DWI影像学滴水征是穿支动脉供血区梗死特殊模式特征之一,病理机制为穿支动脉口或近端病变所致,穿支动脉分支入口处斑块延展可造成2条小穿支动脉开口同时闭塞,影像学滴水征或可作为END的预测指标[14]。
4 SSSI的危险因素及与END相关的预测因素
pSSSI的颅内动脉粥样硬化的特征明显,冠心病、高脂血症等动脉粥样硬化的发生率明显增高。不伴有动脉主干狭窄(无动脉主干狭窄或闭塞证据)的dSSSI与pSSSI比较,高血压病、脑白质疏松和微出血等小动脉疾病的特征明显[8]。从MCA到BA到VA,pSSSI和糖尿病的发病率显著增高,dSSSI的发病率降低(P<0.001)。脑干合并高血压病、糖尿病、高脂血症、载体动脉狭窄、颈动脉粥样硬化方面危险因素的几率明显高于幕上组,提示随着梗死部位从高到低(由幕上至脑干),动脉粥样硬化标志愈明显,小动脉特征不明显[15]。不同来源动脉的SSSI其LDL-C及超敏-C反应蛋白水平不同,伴有动脉主干斑块形成或狭窄的SSSI其LDL-C及超敏-C反应蛋白水平更高,有更多动脉粥样硬化因素参与其发病机制[16]。
动脉主干粥样硬化性病变和穿支动脉粥样硬化性损害引起的SSSI更易发生END,与脑白质疏松、陈旧性腔隙性脑梗死、脑内微出血无关;线形SSSI组糖尿病、高脂血症、病灶侧动脉主干狭窄、END的发生率要明显增高,而圆形SSSI组高血压病、脑白质疏松的发生率要明显增高(P<0.05或<0.01),线形病灶的发病机制与动脉粥样硬化的关系可能比较密切,而圆形病灶发病机制则更可能与脂质透明样变以及纤维蛋白的降解有关[17]。动脉狭窄程度超过50%是脑卒中进展及脑卒中后30 d内再次脑卒中的独立危险因素;狭窄程度≥70%者继发其供血范围内缺血性脑卒中的风险最高[18]。
5 影像学技术
临床上常用的评估脑血管狭窄的检查手段有数字减影血管成像(DSA)、经颅多普勒超声(TCD)、CT血管成像(CTA)以及磁共振血管成像(MRA),由于影像学检查的局限性,动脉主干狭窄的检测率较低。3.0T高分辨磁共振成像(3T high-resolution MRI,3T HRMRI)[19]的动脉壁高分辨成像技术包括黑血序列以及血液、脂肪预饱和技术的应用能够清晰地描绘血管壁和血管腔,能够避免MRA高估血管狭窄程度的缺陷,较真实地反映脑动脉狭窄情况,明显提高了伴有动脉主干狭窄的SSSI的检测率。但是这些方法都不能十分准确地评估PAD,尤其对穿支动脉近端粥样硬化性闭塞的评判略显无力。有研究表明,7-Tesla MR对穿支动脉的分辨较敏感,可以使中等大小的动脉血管得以显影,能够稍微清晰地检测到轻度的动脉粥样硬化[20],这为SSSI的诊断、治疗、预防等提供宝贵信息,能更有效地指导临床。
6 内、外科治疗
汪效松等[21]研究表明急性穿支动脉供血区梗死患者血浆纤维蛋白原及D-二聚体水平升高,与正常对照组比较差异有统计学意义;同时因其可能存在高凝状态和继发纤溶亢进,所以进行降纤治疗是可行的。
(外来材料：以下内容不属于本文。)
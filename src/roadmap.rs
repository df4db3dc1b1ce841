//! Free-text question to statement-building checklist.
//!
//! A question is classified once into an [`IntentCategory`]; each step of the
//! resulting [`Roadmap`] carries a [`DraftCheck`] that is evaluated against the
//! current draft on every edit.

use crate::lexer::{Lexeme, Token};
use crate::parser::Scan;

const AGGREGATE_TERMS: &[&str] = &["minimum", "maximum", "max", "min", "avg", "average", "count", "sum"];
const ALIAS_TERMS: &[&str] = &["rename", "as", "title"];
const DELETE_TERMS: &[&str] = &["delete", "remove", "clear"];
const SELECT_TERMS: &[&str] = &["list", "show", "find", "select", "who"];
const FILTER_TERMS: &[&str] = &["where", "scoring", "more than", "greater", "less", "whose"];
const CREATE_TERMS: &[&str] = &["create", "new table", "make table"];

const AGGREGATE_FUNCTIONS: &[&str] = &["MAX", "MIN", "AVG", "COUNT", "SUM"];

#[derive(Debug, Clone, Copy, PartialEq, Eq)]
pub enum IntentCategory {
    Aggregate,
    Delete,
    SelectFilter,
    CreateTable,
}

/// A completion predicate over the draft text.
#[derive(Debug, Clone, Copy, PartialEq, Eq)]
pub enum DraftCheck {
    AggregateCall,
    FromClause,
    AsAlias,
    DeleteFrom,
    WhereClause,
    SelectKeyword,
    CreateTable,
    IfNotExists,
    ParenGroup,
}

impl DraftCheck {
    pub fn holds(self, draft: &str) -> bool {
        self.holds_in(Scan::new(draft).lexemes())
    }

    fn holds_in(self, lexemes: &[Lexeme]) -> bool {
        let has = |token: Token| lexemes.iter().any(|l| l.token == token);
        let has_seq = |seq: &[Token]| {
            lexemes
                .windows(seq.len())
                .any(|w| w.iter().zip(seq).all(|(l, t)| &l.token == t))
        };

        match self {
            Self::AggregateCall => lexemes.iter().any(|l| {
                matches!(&l.token, Token::Ident(name)
                    if AGGREGATE_FUNCTIONS.iter().any(|f| f.eq_ignore_ascii_case(name)))
            }),
            Self::FromClause => has(Token::From),
            Self::AsAlias => has(Token::As),
            Self::DeleteFrom => has_seq(&[Token::Delete, Token::From]),
            Self::WhereClause => has(Token::Where),
            Self::SelectKeyword => has(Token::Select),
            Self::CreateTable => has_seq(&[Token::Create, Token::Table]),
            Self::IfNotExists => has_seq(&[Token::If, Token::Not, Token::Exists]),
            Self::ParenGroup => lexemes
                .iter()
                .position(|l| l.token == Token::LParen)
                .is_some_and(|open| lexemes[open..].iter().any(|l| l.token == Token::RParen)),
        }
    }
}

#[derive(Debug, Clone, PartialEq, Eq)]
pub struct RoadmapStep {
    pub id: &'static str,
    pub description: &'static str,
    pub check: DraftCheck,
}

impl RoadmapStep {
    const fn new(id: &'static str, description: &'static str, check: DraftCheck) -> Self {
        Self {
            id,
            description,
            check,
        }
    }

    pub fn is_complete(&self, draft: &str) -> bool {
        self.check.holds(draft)
    }
}

const AGGREGATE_STEPS: &[RoadmapStep] = &[
    RoadmapStep::new(
        "aggregate",
        "Use an aggregate function (MAX, MIN, AVG, COUNT or SUM)",
        DraftCheck::AggregateCall,
    ),
    RoadmapStep::new("source", "Specify the source table with FROM", DraftCheck::FromClause),
];
const ALIAS_STEP: RoadmapStep =
    RoadmapStep::new("alias", "Rename the result column with AS", DraftCheck::AsAlias);

const DELETE_STEPS: &[RoadmapStep] = &[
    RoadmapStep::new("delete", "Start with DELETE FROM <table>", DraftCheck::DeleteFrom),
    RoadmapStep::new("filter", "Filter rows with a WHERE condition", DraftCheck::WhereClause),
];

const SELECT_STEPS: &[RoadmapStep] = &[
    RoadmapStep::new("columns", "Choose the columns with SELECT", DraftCheck::SelectKeyword),
    RoadmapStep::new("source", "Identify the source table with FROM", DraftCheck::FromClause),
];
const FILTER_STEP: RoadmapStep =
    RoadmapStep::new("filter", "Filter rows with a WHERE condition", DraftCheck::WhereClause);

const CREATE_STEPS: &[RoadmapStep] = &[
    RoadmapStep::new("create", "Use CREATE TABLE <name>", DraftCheck::CreateTable),
    RoadmapStep::new("if-not-exists", "Recommended: add IF NOT EXISTS", DraftCheck::IfNotExists),
    RoadmapStep::new("columns", "Define the columns inside parentheses", DraftCheck::ParenGroup),
];

/// Lowercased words of a question.
struct Question {
    words: Vec<String>,
}

impl Question {
    fn new(text: &str) -> Self {
        let words = text
            .to_lowercase()
            .split(|c: char| !c.is_alphanumeric())
            .filter(|w| !w.is_empty())
            .map(str::to_string)
            .collect();
        Self { words }
    }

    /// True when any term occurs as a word or word sequence, allowing
    /// inflected forms of longer words.
    fn mentions(&self, terms: &[&str]) -> bool {
        terms.iter().any(|term| {
            let parts: Vec<&str> = term.split(' ').collect();
            self.words
                .windows(parts.len())
                .any(|w| w.iter().zip(&parts).all(|(word, part)| inflects(word, part)))
        })
    }
}

/// `word` is `term` or `term` with a plural or verb ending. Short terms
/// (`as`, `max`, `who`) only match exactly.
fn inflects(word: &str, term: &str) -> bool {
    const ENDINGS: &[&str] = &["s", "es", "ed", "ing"];

    if word == term {
        return true;
    }
    if term.len() < 4 {
        return false;
    }
    let stem = term.strip_suffix('e').unwrap_or(term);
    word.strip_prefix(stem)
        .is_some_and(|ending| ENDINGS.contains(&ending))
}

/// Ordered checklist for one question.
#[derive(Debug, Clone, PartialEq, Eq, Default)]
pub struct Roadmap {
    pub category: Option<IntentCategory>,
    pub steps: Vec<RoadmapStep>,
}

impl Roadmap {
    /// Build the roadmap for a free-text question.
    ///
    /// Aggregate, Delete and SelectFilter are tried in that order and the
    /// first match is kept. A create-table question then replaces whatever
    /// was chosen, even if an earlier category matched.
    pub fn for_question(text: &str) -> Self {
        let question = Question::new(text);

        let mut roadmap = if question.mentions(AGGREGATE_TERMS) {
            let mut steps = AGGREGATE_STEPS.to_vec();
            if question.mentions(ALIAS_TERMS) {
                steps.push(ALIAS_STEP);
            }
            Self::with(IntentCategory::Aggregate, steps)
        } else if question.mentions(DELETE_TERMS) {
            Self::with(IntentCategory::Delete, DELETE_STEPS.to_vec())
        } else if question.mentions(SELECT_TERMS) {
            let mut steps = SELECT_STEPS.to_vec();
            if question.mentions(FILTER_TERMS) {
                steps.push(FILTER_STEP);
            }
            Self::with(IntentCategory::SelectFilter, steps)
        } else {
            Self::default()
        };

        if question.mentions(CREATE_TERMS) {
            roadmap = Self::with(IntentCategory::CreateTable, CREATE_STEPS.to_vec());
        }

        roadmap
    }

    fn with(category: IntentCategory, steps: Vec<RoadmapStep>) -> Self {
        Self {
            category: Some(category),
            steps,
        }
    }

    pub fn is_empty(&self) -> bool {
        self.steps.is_empty()
    }

    /// Completion of each step against `draft`, in step order.
    pub fn progress(&self, draft: &str) -> Vec<bool> {
        let scan = Scan::new(draft);
        self.steps
            .iter()
            .map(|step| step.check.holds_in(scan.lexemes()))
            .collect()
    }

    pub fn is_finished(&self, draft: &str) -> bool {
        !self.is_empty() && self.progress(draft).into_iter().all(|done| done)
    }
}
对于伴有动脉主干狭窄的SSSI和不伴有动脉主干狭窄的pSSSI给予抗血栓、降脂治疗效果可能更佳,对不伴有动脉主干狭窄的dSSSI应积极控制血压。双重抗血小板聚集能明显抑制患者血小板聚集及血栓素合成酶释放、降低凝血活性,改善纤溶,对于动脉粥样硬化型SSSI具有较好的临床疗效。
国外大型前瞻性、多中心、临床随机对照研究WASID研究结果表明,目前临床应用的抗血小板聚集及抗凝等抗栓药物治疗对于狭窄程度≥50%的颅内大动脉狭窄无效,不能降低其发生缺血性脑卒中的风险。经皮腔内血管成形支架置入术(PTAS)[22]现已广泛应用于症状性颅内大动脉粥样硬化性狭窄的治疗,术后联合抗血小板聚集药物治疗有利于预防血栓形成或动脉-动脉栓塞造成再次缺血性脑卒中。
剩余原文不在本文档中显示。